We found significant associations between AD disease status and MDD-PRS derived from both PGC-MDD2 (most informative P-threshold=1.0, P=0.00063, R2=0.533%; Fig. 1a) and PGC-MDD1 (P-threshold=0.2, P=0.00014, R2=0.663%; Fig. 1b) meta-analyses; the larger discovery sample did not yield additional predictive power.

F1-2Fig. 1:

Polygenic risk score model fit. (a) GESGA target sample based on PGC-MDD2 (n=59 265 cases; n=112 092 controls); (b) PGC-MDD1 (n=8148 cases; n=7955 controls) discovery samples; (c) BoMa-MDD target sample based on PGC-MDD2 and (d) PGC-MDD1; and inset (e) non-PREDICT (left) and PREDICT (right) GESGA target subsamples based on PGC-MDD2. MDD, major depressive disorder; PGC, Psychiatric Genomics Consortium. #P<0.10; 1*P<0.05; 2*P<0.01; 3*P<0.001; 4*P<0.0001; 5*P<0.00001.
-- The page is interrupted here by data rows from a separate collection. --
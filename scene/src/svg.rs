use crate::color::*;
use crate::command::*;
use crate::error::*;
use crate::geometry::*;
use crate::out_stream::*;
use crate::path::*;
use crate::scene::*;
use crate::style::*;

use itertools::*;

///
/// Writes a scene to an output stream as SVG markup
///
/// The SVG document has the same size as the scene's canvas. Gradients are written to a `<defs>` section and each
/// command becomes a single element. Paths keep their curves and arcs; per-segment line widths can't be expressed in
/// SVG, so paths are stroked using the command's line width throughout.
///
/// A failure reported by the stream aborts the encoding with `TvgError::Io`.
///
pub fn encode_svg<S: OutStream + ?Sized>(scene: &Scene, stream: &mut S) -> Result<(), TvgError> {
    let result = SvgEncoder { scene, stream, next_gradient: 0 }.encode();

    if result == Err(TvgError::Io) {
        log::warn!("SVG output was abandoned because the output stream failed");
    }

    result
}

///
/// State used while writing a SVG document
///
struct SvgEncoder<'a, S: OutStream + ?Sized> {
    scene:          &'a Scene,
    stream:         &'a mut S,

    /// Index of the next gradient definition to be referenced by a command
    next_gradient:  usize,
}

///
/// Formats a colour as a SVG colour plus an opacity
///
fn svg_color(color: &Color) -> (String, f32) {
    let [r, g, b, _] = color.to_rgba8();
    let alpha        = color.a.max(0.0).min(1.0);

    (format!("#{:02x}{:02x}{:02x}", r, g, b), alpha)
}

#[inline]
fn arc_flag(flag: bool) -> u8 {
    if flag { 1 } else { 0 }
}

///
/// Every gradient style in a scene, in the order that the commands will refer to them
///
fn gradient_styles(scene: &Scene) -> impl Iterator<Item=&Style> {
    scene.commands.iter()
        .flat_map(|command| command.styles())
        .filter(|style| style.kind() != StyleKind::Flat)
}

///
/// Generates the SVG path data for a set of paths
///
fn path_data(paths: &[Path]) -> String {
    let mut data = String::new();

    for path in paths.iter() {
        if !data.is_empty() { data.push(' '); }
        data.push_str(&format!("M{} {}", path.start.x, path.start.y));

        for segment in path.segments.iter() {
            // SVG's sweep flag selects clockwise arcs, TinyVG's selects counter-clockwise ones
            let instruction = match segment.kind {
                SegmentKind::Line(point)                                => format!(" L{} {}", point.x, point.y),
                SegmentKind::HorizontalLine(x)                          => format!(" H{}", x),
                SegmentKind::VerticalLine(y)                            => format!(" V{}", y),
                SegmentKind::CubicBezier { control_1, control_2, end }  => format!(" C{} {} {} {} {} {}", control_1.x, control_1.y, control_2.x, control_2.y, end.x, end.y),
                SegmentKind::QuadraticBezier { control, end }           => format!(" Q{} {} {} {}", control.x, control.y, end.x, end.y),
                SegmentKind::ClosePath                                  => " Z".to_string(),

                SegmentKind::ArcCircle { radius, large_arc, sweep, end } => 
                    format!(" A{} {} 0 {} {} {} {}", radius, radius, arc_flag(large_arc), arc_flag(!sweep), end.x, end.y),

                SegmentKind::ArcEllipse { radius_x, radius_y, rotation, large_arc, sweep, end } => 
                    format!(" A{} {} {} {} {} {} {}", radius_x, radius_y, rotation, arc_flag(large_arc), arc_flag(!sweep), end.x, end.y),
            };

            data.push_str(&instruction);
        }
    }

    data
}

///
/// Generates the SVG path data for a set of rectangles
///
/// Rectangles with a negative width or height are written using the same corners the rasterizer fills.
///
fn rectangle_data(rectangles: &[Rect]) -> String {
    rectangles.iter()
        .map(|rect| {
            let [top_left, _, bottom_right, _] = rect.to_polygon();
            let (x1, y1) = (top_left.0 as f32, top_left.1 as f32);
            let (x2, y2) = (bottom_right.0 as f32, bottom_right.1 as f32);

            format!("M{} {} H{} V{} H{} Z", x1, y1, x2, y2, x1)
        })
        .join(" ")
}

///
/// Generates the SVG path data for a set of unconnected lines
///
fn line_data(lines: &[Line]) -> String {
    lines.iter()
        .map(|line| format!("M{} {} L{} {}", line.start.x, line.start.y, line.end.x, line.end.y))
        .join(" ")
}

///
/// Generates the value of a `points` attribute
///
fn points_data(points: &[Point]) -> String {
    points.iter()
        .map(|point| format!("{},{}", point.x, point.y))
        .join(" ")
}

impl<'a, S: OutStream + ?Sized> SvgEncoder<'a, S> {
    ///
    /// Writes the whole document
    ///
    fn encode(&mut self) -> Result<(), TvgError> {
        let header = &self.scene.header;

        self.stream.write_str(&format!("<svg xmlns=\"http://www.w3.org/2000/svg\" width=\"{}\" height=\"{}\" viewBox=\"0 0 {} {}\">\n", header.width, header.height, header.width, header.height))?;

        self.write_gradient_definitions()?;

        for command in self.scene.commands.iter() {
            self.write_command(command)?;
        }

        self.stream.write_str("</svg>\n")
    }

    ///
    /// Writes a `<defs>` section containing a definition for every gradient in the scene
    ///
    fn write_gradient_definitions(&mut self) -> Result<(), TvgError> {
        let styles = gradient_styles(self.scene).collect::<Vec<_>>();
        if styles.is_empty() {
            return Ok(());
        }

        self.stream.write_str("<defs>\n")?;

        for (index, style) in styles.into_iter().enumerate() {
            let (element, color_0, color_1) = match style {
                Style::Flat(_) => { continue; }

                Style::LinearGradient { point_0, point_1, color_0, color_1 } => {
                    (format!("<linearGradient id=\"gradient{}\" gradientUnits=\"userSpaceOnUse\" x1=\"{}\" y1=\"{}\" x2=\"{}\" y2=\"{}\">", index, point_0.x, point_0.y, point_1.x, point_1.y), *color_0, *color_1)
                }

                Style::RadialGradient { point_0, color_0, color_1, .. } => {
                    let radius = style.radius().unwrap_or(0.0);
                    (format!("<radialGradient id=\"gradient{}\" gradientUnits=\"userSpaceOnUse\" cx=\"{}\" cy=\"{}\" r=\"{}\">", index, point_0.x, point_0.y, radius), *color_0, *color_1)
                }
            };

            let (start_color, start_opacity)    = svg_color(self.scene.color(color_0)?);
            let (end_color, end_opacity)        = svg_color(self.scene.color(color_1)?);
            let closing                         = if style.kind() == StyleKind::LinearGradient { "</linearGradient>" } else { "</radialGradient>" };

            self.stream.write_str(&element)?;
            self.stream.write_str(&format!("<stop offset=\"0\" stop-color=\"{}\" stop-opacity=\"{}\"/>", start_color, start_opacity))?;
            self.stream.write_str(&format!("<stop offset=\"1\" stop-color=\"{}\" stop-opacity=\"{}\"/>", end_color, end_opacity))?;
            self.stream.write_str(closing)?;
            self.stream.write_str("\n")?;
        }

        self.stream.write_str("</defs>\n")
    }

    ///
    /// Returns the attributes that apply a style as a fill or a stroke (`attribute` is `fill` or `stroke`)
    ///
    fn paint_attributes(&mut self, attribute: &str, style: &Style) -> Result<String, TvgError> {
        match style {
            Style::Flat(color) => {
                let (color, opacity) = svg_color(self.scene.color(*color)?);
                Ok(format!("{}=\"{}\" {}-opacity=\"{}\"", attribute, color, attribute, opacity))
            }

            Style::LinearGradient { color_0, color_1, .. } |
            Style::RadialGradient { color_0, color_1, .. } => {
                self.scene.color(*color_0)?;
                self.scene.color(*color_1)?;

                let gradient = self.next_gradient;
                self.next_gradient += 1;

                Ok(format!("{}=\"url(#gradient{})\"", attribute, gradient))
            }
        }
    }

    ///
    /// The attributes for a command that has a fill but no stroke
    ///
    fn fill_only(&mut self, style: &Style) -> Result<String, TvgError> {
        Ok(format!("{} stroke=\"none\"", self.paint_attributes("fill", style)?))
    }

    ///
    /// The attributes for a command that has a stroke but no fill
    ///
    fn stroke_only(&mut self, style: &Style, line_width: f32) -> Result<String, TvgError> {
        Ok(format!("fill=\"none\" {} stroke-width=\"{}\" stroke-linecap=\"round\" stroke-linejoin=\"round\"", self.paint_attributes("stroke", style)?, line_width))
    }

    ///
    /// The attributes for a command that is filled then stroked
    ///
    fn fill_and_stroke(&mut self, fill_style: &Style, line_style: &Style, line_width: f32) -> Result<String, TvgError> {
        let fill    = self.paint_attributes("fill", fill_style)?;
        let stroke  = self.paint_attributes("stroke", line_style)?;

        Ok(format!("{} {} stroke-width=\"{}\" stroke-linecap=\"round\" stroke-linejoin=\"round\"", fill, stroke, line_width))
    }

    ///
    /// Writes the element for a single command
    ///
    fn write_command(&mut self, command: &Command) -> Result<(), TvgError> {
        let element = match command {
            Command::FillPolygon { style, points }                  => format!("<polygon points=\"{}\" {}/>", points_data(points), self.fill_only(style)?),
            Command::FillRectangles { style, rectangles }           => format!("<path d=\"{}\" {}/>", rectangle_data(rectangles), self.fill_only(style)?),
            Command::FillPath { style, paths }                      => format!("<path d=\"{}\" {}/>", path_data(paths), self.fill_only(style)?),

            Command::DrawLines { style, line_width, lines }         => format!("<path d=\"{}\" {}/>", line_data(lines), self.stroke_only(style, *line_width)?),
            Command::DrawLineLoop { style, line_width, points }     => format!("<polygon points=\"{}\" {}/>", points_data(points), self.stroke_only(style, *line_width)?),
            Command::DrawLineStrip { style, line_width, points }    => format!("<polyline points=\"{}\" {}/>", points_data(points), self.stroke_only(style, *line_width)?),
            Command::DrawLinePath { style, line_width, paths }      => format!("<path d=\"{}\" {}/>", path_data(paths), self.stroke_only(style, *line_width)?),

            Command::OutlineFillPolygon { fill_style, line_style, line_width, points }      => format!("<polygon points=\"{}\" {}/>", points_data(points), self.fill_and_stroke(fill_style, line_style, *line_width)?),
            Command::OutlineFillRectangles { fill_style, line_style, line_width, rectangles } => format!("<path d=\"{}\" {}/>", rectangle_data(rectangles), self.fill_and_stroke(fill_style, line_style, *line_width)?),
            Command::OutlineFillPath { fill_style, line_style, line_width, paths }          => format!("<path d=\"{}\" {}/>", path_data(paths), self.fill_and_stroke(fill_style, line_style, *line_width)?),
        };

        self.stream.write_str(&element)?;
        self.stream.write_str("\n")
    }
}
In contrast, calculating PRS in a MDD target sample yielded increased power when using PGC-MDD2 (P-threshold=1.0, P=0.000038, R2=1.34%; Fig. 1c) versus PGC-MDD1 (P-threshold=1.0, P=0.0013, R2=0.81%; Fig. 1d).

When calculating PGC-MDD2 PRS in the PREDICT subsample (excluding comorbid MDD), significant associations were still found (P-threshold=1.0, P=0.042, R2=0.398%). Meanwhile, PRS in non-PREDICT cases (i.e. not explicitly excluding MDD comorbidity) predicted more variance (P-threshold=1.0, P=0.0003, R2=0.693%; Fig. 1e, inset).

Discussion

Our analysis confirms the contribution of shared genetic risk for AD and MDD long suggested by formal genetics studies that was only recently detected using a molecular approach in Andersen et al. (2017).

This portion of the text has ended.